Walkie-talkies have a range of up to five miles, but cordless phones have a range of only up to about 100 yards. Why can't those geniuses at the big electronics companies figure out how to combine the two technologies and make a cordless phone with a range of several miles.

-- Jerry Dixon, El Cajon

No, no, Jerry. We want the geniuses to stop combining technologies for a while so the rest of us can catch up. So we can buy some digital thingy without having the thingy embarrassingly outdated before we get the credit card bill. Besides, I'm sure the geniuses would love to offer you a cordless, home-based phone with a handset you can bring along on your next trip to, oh, say, the electronics store. We checked in with James Wattage, our staff expert on communications, and he sets us straight on radio freeks and the myth of the walkie-talkie.

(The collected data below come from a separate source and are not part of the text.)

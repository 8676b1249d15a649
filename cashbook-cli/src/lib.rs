pub mod app;
pub mod telemetry;

pub use app::run as run_app;
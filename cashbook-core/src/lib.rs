//! Core domain types shared by every Cashbook component.

mod balances;
mod currency;
mod error;
mod party;
mod rate;
mod transaction;

pub use balances::Balances;
pub use currency::{Currency, CurrencyCode, REFERENCE_CURRENCY};
pub use error::{CoreError, CoreResult};
pub use party::{Party, PartyId, PartyRef, PartyRole};
pub use rate::DirectRate;
pub use transaction::{BalanceSnapshot, ExchangeDetails, Transaction};
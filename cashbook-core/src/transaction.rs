use chrono::{DateTime, Utc};
use rust_decimal::Decimal;
use serde::{Deserialize, Serialize};
use uuid::Uuid;

use crate::{CurrencyCode, Party, PartyId, PartyRef};

/// Exchange leg of a transaction: what the taker received and at which rate.
#[derive(Clone, Debug, PartialEq, Eq, Serialize, Deserialize)]
pub struct ExchangeDetails {
    pub receiving_currency: CurrencyCode,
    pub received_amount: Decimal,
    /// Rate the parties agreed on, expressed giver currency -> receiving currency.
    pub custom_rate: Decimal,
}

/// Post-transaction balances captured for display. Never authoritative.
#[derive(Clone, Debug, PartialEq, Eq, Serialize, Deserialize)]
pub struct BalanceSnapshot {
    pub giver_balance: Decimal,
    pub taker_balance: Decimal,
}

/// Immutable record of a money movement between two parties.
#[derive(Clone, Debug, PartialEq, Eq, Serialize, Deserialize)]
pub struct Transaction {
    pub id: Uuid,
    pub timestamp: DateTime<Utc>,
    pub giver: PartyRef,
    pub taker: PartyRef,
    /// Amount debited from the giver, in `currency`.
    pub amount: Decimal,
    pub currency: CurrencyCode,
    pub exchange: Option<ExchangeDetails>,
    pub snapshot: Option<BalanceSnapshot>,
}

impl Transaction {
    /// Build a regular transfer stamped with `timestamp` and a fresh id.
    pub fn new(
        giver: &Party,
        taker: &Party,
        amount: Decimal,
        currency: CurrencyCode,
        timestamp: DateTime<Utc>,
    ) -> Self {
        Self {
            id: Uuid::new_v4(),
            timestamp,
            giver: giver.to_ref(),
            taker: taker.to_ref(),
            amount,
            currency,
            exchange: None,
            snapshot: None,
        }
    }

    pub fn with_exchange(mut self, details: ExchangeDetails) -> Self {
        self.exchange = Some(details);
        self
    }

    pub fn is_exchange(&self) -> bool {
        self.exchange.is_some()
    }

    /// Currency the taker was credited in.
    pub fn credited_currency(&self) -> &CurrencyCode {
        self.exchange
            .as_ref()
            .map(|ex| &ex.receiving_currency)
            .unwrap_or(&self.currency)
    }

    /// Amount the taker was credited.
    pub fn credited_amount(&self) -> Decimal {
        self.exchange
            .as_ref()
            .map(|ex| ex.received_amount)
            .unwrap_or(self.amount)
    }

    /// Whether `party` is the giver or the taker.
    pub fn involves(&self, party: &PartyId) -> bool {
        &self.giver.id == party || &self.taker.id == party
    }
}
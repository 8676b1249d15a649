use cashbook_core::{BalanceSnapshot, CurrencyCode, PartyId, Transaction};
use rust_decimal::Decimal;
use uuid::Uuid;

/// Where a party's balance in one currency is persisted.
///
/// System parties keep every currency, CAD included, in their single shared
/// document. Ordinary parties keep CAD as a scalar on their own record and
/// every other currency in a side document.
#[derive(Clone, Copy, Debug, Eq, PartialEq)]
pub enum BalanceSlot {
    Scalar,
    Keyed,
}

impl BalanceSlot {
    pub fn locate(party: &PartyId, currency: &CurrencyCode) -> Self {
        if !party.is_system() && currency.is_reference() {
            BalanceSlot::Scalar
        } else {
            BalanceSlot::Keyed
        }
    }
}

/// Signed change applied to one balance inside a commit.
#[derive(Clone, Debug, PartialEq, Eq)]
pub struct BalanceAdjustment {
    pub party: PartyId,
    pub currency: CurrencyCode,
    pub delta: Decimal,
}

/// Everything one ledger operation writes, committed all-or-nothing.
#[derive(Clone, Debug, Default)]
pub struct CommitBatch {
    pub adjustments: Vec<BalanceAdjustment>,
    pub create: Vec<Transaction>,
    pub delete: Vec<Uuid>,
}

impl CommitBatch {
    pub fn new() -> Self {
        Self::default()
    }

    pub fn adjust(mut self, party: &PartyId, currency: &CurrencyCode, delta: Decimal) -> Self {
        self.adjustments.push(BalanceAdjustment {
            party: party.clone(),
            currency: currency.clone(),
            delta,
        });
        self
    }

    pub fn create(mut self, transaction: Transaction) -> Self {
        self.create.push(transaction);
        self
    }

    pub fn delete(mut self, id: Uuid) -> Self {
        self.delete.push(id);
        self
    }
}

/// Post-commit balances of every slot a batch adjusted.
#[derive(Clone, Debug, Default, PartialEq, Eq)]
pub struct CommitReceipt {
    pub balances: Vec<(PartyId, CurrencyCode, Decimal)>,
}

impl CommitReceipt {
    pub fn record(&mut self, party: &PartyId, currency: &CurrencyCode, balance: Decimal) {
        match self
            .balances
            .iter_mut()
            .find(|(p, c, _)| p == party && c == currency)
        {
            Some(entry) => entry.2 = balance,
            None => self
                .balances
                .push((party.clone(), currency.clone(), balance)),
        }
    }

    pub fn balance(&self, party: &PartyId, currency: &CurrencyCode) -> Option<Decimal> {
        self.balances
            .iter()
            .find(|(p, c, _)| p == party && c == currency)
            .map(|(_, _, balance)| *balance)
    }

    /// Display snapshot for a transaction whose legs were part of this commit.
    pub fn snapshot_for(&self, transaction: &Transaction) -> Option<BalanceSnapshot> {
        Some(BalanceSnapshot {
            giver_balance: self.balance(&transaction.giver.id, &transaction.currency)?,
            taker_balance: self.balance(&transaction.taker.id, transaction.credited_currency())?,
        })
    }
}
use std::collections::BTreeMap;

use rust_decimal::Decimal;
use serde::{Deserialize, Serialize};

use crate::CurrencyCode;

/// Per-currency balances of a single party.
#[derive(Clone, Debug, Default, PartialEq, Eq, Serialize, Deserialize)]
#[serde(transparent)]
pub struct Balances(BTreeMap<CurrencyCode, Decimal>);

impl Balances {
    pub fn new() -> Self {
        Self::default()
    }

    /// Balance in `currency`; currencies never touched read as zero.
    pub fn get(&self, currency: &CurrencyCode) -> Decimal {
        self.0.get(currency).copied().unwrap_or(Decimal::ZERO)
    }

    pub fn set(&mut self, currency: CurrencyCode, amount: Decimal) {
        self.0.insert(currency, amount);
    }

    pub fn iter(&self) -> impl Iterator<Item = (&CurrencyCode, &Decimal)> {
        self.0.iter()
    }

    pub fn is_empty(&self) -> bool {
        self.0.is_empty()
    }
}

impl FromIterator<(CurrencyCode, Decimal)> for Balances {
    fn from_iter<T: IntoIterator<Item = (CurrencyCode, Decimal)>>(iter: T) -> Self {
        Self(iter.into_iter().collect())
    }
}
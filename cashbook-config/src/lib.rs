//! Typed settings for the Cashbook binary.
//!
//! Values come from built-in defaults, then an optional TOML file, then
//! `CASHBOOK_*` environment variables (`__` separates nested keys, e.g.
//! `CASHBOOK_STORE__PATH`).

use std::path::{Path, PathBuf};

use anyhow::{Context, Result};
use cashbook_core::CurrencyCode;
use config::{Config, Environment, File, FileFormat};
use serde::{Deserialize, Serialize};

pub const ENV_PREFIX: &str = "CASHBOOK";

#[derive(Clone, Debug, Default, PartialEq, Eq, Deserialize, Serialize)]
#[serde(default)]
pub struct AppConfig {
    pub store: StoreConfig,
    pub ledger: LedgerSettings,
    pub logging: LoggingConfig,
}

#[derive(Clone, Copy, Debug, Default, PartialEq, Eq, Deserialize, Serialize)]
#[serde(rename_all = "lowercase")]
pub enum StoreBackend {
    /// Process-local and empty at startup; everything is lost on exit. Each
    /// CLI invocation gets a fresh store, so only read-only previews are useful.
    Memory,
    #[default]
    Sqlite,
}

#[derive(Clone, Debug, PartialEq, Eq, Deserialize, Serialize)]
#[serde(default)]
pub struct StoreConfig {
    pub backend: StoreBackend,
    pub path: PathBuf,
}

impl Default for StoreConfig {
    fn default() -> Self {
        Self {
            backend: StoreBackend::Sqlite,
            path: PathBuf::from("cashbook.db"),
        }
    }
}

#[derive(Clone, Debug, PartialEq, Eq, Deserialize, Serialize)]
#[serde(default)]
pub struct LedgerSettings {
    /// Currency profit totals are reported in.
    pub reference_currency: CurrencyCode,
}

impl Default for LedgerSettings {
    fn default() -> Self {
        Self {
            reference_currency: CurrencyCode::cad(),
        }
    }
}

#[derive(Clone, Debug, PartialEq, Eq, Deserialize, Serialize)]
#[serde(default)]
pub struct LoggingConfig {
    /// Default `EnvFilter` directive; `RUST_LOG` wins when set.
    pub level: String,
    pub json: bool,
}

impl Default for LoggingConfig {
    fn default() -> Self {
        Self {
            level: "info".into(),
            json: false,
        }
    }
}

impl AppConfig {
    /// Load settings from `path` (if given and present) and the process environment.
    pub fn load(path: Option<&Path>) -> Result<Self> {
        Self::load_with_env(path, environment())
    }

    fn load_with_env(path: Option<&Path>, env: Environment) -> Result<Self> {
        let mut builder = Config::builder();
        if let Some(path) = path {
            builder = builder.add_source(File::from(path).format(FileFormat::Toml).required(false));
        }
        let settings = builder
            .add_source(env)
            .build()
            .context("failed to assemble configuration sources")?;
        settings
            .try_deserialize()
            .context("invalid cashbook configuration")
    }

    /// Render the effective settings back as TOML.
    pub fn to_toml(&self) -> Result<String> {
        toml::to_string_pretty(self).context("failed to render configuration")
    }
}

fn environment() -> Environment {
    Environment::with_prefix(ENV_PREFIX)
        .prefix_separator("_")
        .separator("__")
        .try_parsing(true)
}
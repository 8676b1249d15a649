use std::collections::{BTreeMap, HashMap};

use cashbook_core::{
    Balances, Currency, CurrencyCode, DirectRate, Party, PartyId, Transaction,
};
use parking_lot::Mutex;
use rust_decimal::Decimal;
use uuid::Uuid;

use crate::{
    BalanceSlot, BalanceStore, CommitBatch, CommitReceipt, LedgerError, LedgerResult, RateSource,
    TransactionQuery,
};

#[derive(Clone, Debug)]
struct PartyDoc {
    party: Party,
    cad_balance: Decimal,
}

#[derive(Debug, Default)]
struct State {
    parties: BTreeMap<PartyId, PartyDoc>,
    /// Keyed balance documents: system accounts and non-CAD side maps.
    keyed: HashMap<PartyId, Balances>,
    currencies: BTreeMap<CurrencyCode, Currency>,
    rates: BTreeMap<(CurrencyCode, CurrencyCode), Decimal>,
    transactions: HashMap<Uuid, Transaction>,
    injected_failures: usize,
}

impl State {
    fn read(&self, party: &PartyId, currency: &CurrencyCode) -> Decimal {
        match BalanceSlot::locate(party, currency) {
            BalanceSlot::Scalar => self
                .parties
                .get(party)
                .map(|doc| doc.cad_balance)
                .unwrap_or(Decimal::ZERO),
            BalanceSlot::Keyed => self
                .keyed
                .get(party)
                .map(|balances| balances.get(currency))
                .unwrap_or(Decimal::ZERO),
        }
    }

    fn write(&mut self, party: &PartyId, currency: &CurrencyCode, value: Decimal) {
        match BalanceSlot::locate(party, currency) {
            BalanceSlot::Scalar => {
                if let Some(doc) = self.parties.get_mut(party) {
                    doc.cad_balance = value;
                }
            }
            BalanceSlot::Keyed => self
                .keyed
                .entry(party.clone())
                .or_default()
                .set(currency.clone(), value),
        }
    }
}

/// In-process store guarded by a single mutex.
///
/// Each commit validates and computes every new value under the lock before
/// mutating anything, so a rejected batch leaves no trace.
#[derive(Debug)]
pub struct MemoryBalanceStore {
    state: Mutex<State>,
}

impl Default for MemoryBalanceStore {
    fn default() -> Self {
        Self::new()
    }
}

impl MemoryBalanceStore {
    /// Empty store seeded with CAD and the two system accounts.
    pub fn new() -> Self {
        let mut state = State::default();
        for party in [Party::myself_cash(), Party::myself_bank()] {
            state.parties.insert(
                party.id.clone(),
                PartyDoc {
                    party,
                    cad_balance: Decimal::ZERO,
                },
            );
        }
        state
            .currencies
            .insert(CurrencyCode::cad(), Currency::cad());
        Self {
            state: Mutex::new(state),
        }
    }

    /// Make the next `count` commits fail with `CommitFailed`, as a flaky backend would.
    pub fn fail_next_commits(&self, count: usize) {
        self.state.lock().injected_failures = count;
    }

    /// Overwrite a balance directly, bypassing the ledger. Used to seed opening balances.
    pub fn seed_balance(
        &self,
        party: &PartyId,
        currency: &CurrencyCode,
        amount: Decimal,
    ) -> LedgerResult<()> {
        let mut state = self.state.lock();
        if !state.parties.contains_key(party) {
            return Err(LedgerError::UnknownParty(party.clone()));
        }
        state.write(party, currency, amount);
        Ok(())
    }
}

impl RateSource for MemoryBalanceStore {
    fn direct_rate(&self, from: &CurrencyCode, to: &CurrencyCode) -> LedgerResult<Option<Decimal>> {
        Ok(self
            .state
            .lock()
            .rates
            .get(&(from.clone(), to.clone()))
            .copied())
    }

    fn set_rate(&self, rate: &DirectRate) -> LedgerResult<()> {
        self.state
            .lock()
            .rates
            .insert((rate.from.clone(), rate.to.clone()), rate.rate);
        Ok(())
    }

    fn rates(&self) -> LedgerResult<Vec<DirectRate>> {
        Ok(self
            .state
            .lock()
            .rates
            .iter()
            .map(|((from, to), rate)| DirectRate {
                from: from.clone(),
                to: to.clone(),
                rate: *rate,
            })
            .collect())
    }
}

impl BalanceStore for MemoryBalanceStore {
    fn party(&self, id: &PartyId) -> LedgerResult<Option<Party>> {
        Ok(self
            .state
            .lock()
            .parties
            .get(id)
            .map(|doc| doc.party.clone()))
    }

    fn upsert_party(&self, party: &Party) -> LedgerResult<()> {
        if party.is_system() {
            return Err(LedgerError::ReservedParty(party.id.clone()));
        }
        let mut state = self.state.lock();
        match state.parties.get_mut(&party.id) {
            Some(doc) => doc.party = party.clone(),
            None => {
                state.parties.insert(
                    party.id.clone(),
                    PartyDoc {
                        party: party.clone(),
                        cad_balance: Decimal::ZERO,
                    },
                );
            }
        }
        Ok(())
    }

    fn parties(&self) -> LedgerResult<Vec<Party>> {
        Ok(self
            .state
            .lock()
            .parties
            .values()
            .map(|doc| doc.party.clone())
            .collect())
    }

    fn currency_exists(&self, code: &CurrencyCode) -> LedgerResult<bool> {
        Ok(code.is_reference() || self.state.lock().currencies.contains_key(code))
    }

    fn add_currency(&self, currency: &Currency) -> LedgerResult<()> {
        self.state
            .lock()
            .currencies
            .insert(currency.code.clone(), currency.clone());
        Ok(())
    }

    fn currencies(&self) -> LedgerResult<Vec<Currency>> {
        Ok(self.state.lock().currencies.values().cloned().collect())
    }

    fn balances(&self, party: &PartyId) -> LedgerResult<Balances> {
        let state = self.state.lock();
        let doc = state
            .parties
            .get(party)
            .ok_or_else(|| LedgerError::UnknownParty(party.clone()))?;
        let mut balances = state.keyed.get(party).cloned().unwrap_or_default();
        if !party.is_system() {
            balances.set(CurrencyCode::cad(), doc.cad_balance);
        }
        Ok(balances)
    }

    fn transaction(&self, id: &Uuid) -> LedgerResult<Option<Transaction>> {
        Ok(self.state.lock().transactions.get(id).cloned())
    }

    fn query_transactions(&self, query: TransactionQuery) -> LedgerResult<Vec<Transaction>> {
        let state = self.state.lock();
        let mut matched: Vec<Transaction> = state
            .transactions
            .values()
            .filter(|tx| query.matches(tx))
            .cloned()
            .collect();
        matched.sort_by(|a, b| a.timestamp.cmp(&b.timestamp).then(a.id.cmp(&b.id)));
        if !query.ascending {
            matched.reverse();
        }
        if let Some(limit) = query.limit {
            matched.truncate(limit);
        }
        Ok(matched)
    }

    fn commit(&self, batch: CommitBatch) -> LedgerResult<CommitReceipt> {
        let mut state = self.state.lock();
        if state.injected_failures > 0 {
            state.injected_failures -= 1;
            return Err(LedgerError::CommitFailed("injected failure".into()));
        }

        for id in &batch.delete {
            if !state.transactions.contains_key(id) {
                return Err(LedgerError::NotFound(*id));
            }
        }
        for tx in &batch.create {
            if state.transactions.contains_key(&tx.id) {
                return Err(LedgerError::CommitFailed(format!(
                    "transaction {} already exists",
                    tx.id
                )));
            }
        }

        let mut receipt = CommitReceipt::default();
        for adjustment in &batch.adjustments {
            if !state.parties.contains_key(&adjustment.party) {
                return Err(LedgerError::UnknownParty(adjustment.party.clone()));
            }
            let current = receipt
                .balance(&adjustment.party, &adjustment.currency)
                .unwrap_or_else(|| state.read(&adjustment.party, &adjustment.currency));
            let next = current.checked_add(adjustment.delta).ok_or_else(|| {
                LedgerError::CommitFailed(format!(
                    "balance overflow for {} in {}",
                    adjustment.party, adjustment.currency
                ))
            })?;
            receipt.record(&adjustment.party, &adjustment.currency, next);
        }

        // Validation done; nothing below can fail.
        for (party, currency, value) in &receipt.balances {
            state.write(party, currency, *value);
        }
        for id in &batch.delete {
            state.transactions.remove(id);
        }
        for mut tx in batch.create {
            tx.snapshot = receipt.snapshot_for(&tx);
            state.transactions.insert(tx.id, tx);
        }
        Ok(receipt)
    }
}
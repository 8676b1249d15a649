use anyhow::{anyhow, Result};
use cashbook_config::LoggingConfig;
use tracing_subscriber::EnvFilter;

/// Install the global subscriber. Logs go to stderr so stdout stays parseable.
pub fn init_tracing(config: &LoggingConfig) -> Result<()> {
    let filter = EnvFilter::try_from_default_env()
        .or_else(|_| EnvFilter::try_new(&config.level))
        .map_err(|err| anyhow!("invalid log filter '{}': {err}", config.level))?;
    let builder = tracing_subscriber::fmt()
        .with_env_filter(filter)
        .with_target(false)
        .with_writer(std::io::stderr);
    let installed = if config.json {
        builder.json().try_init()
    } else {
        builder.try_init()
    };
    installed.map_err(|err| anyhow!("failed to install tracing subscriber: {err}"))
}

Basically, all of radioland is divided into frequencies (by the FCC); and those frequencies and associated broadcast power ratings are assigned to specific uses. Everything from wimpy baby monitors to monster clear-channel radio stations. (Think of a swim meet, with each competitor having his own lane.) As long as everybody stays in his neat little frequency slot, broadcasting at their neat little power ratings, life is relatively orderly. The power rating determines the potential distance your device can transmit. And herein lies the problem. You and lots of other cordless-phone users in the nabe share a frequencies that connect your phone base and handset. Lots of high-powered (long-distance) signals competing for supremacy would create a sort of aggravating neighborhood party line. You'd be so peeved at having to listen to the turnipheads next door trying to get the dog to talk to Granny up in Prineville, you'd probably rip your phone out of the wall.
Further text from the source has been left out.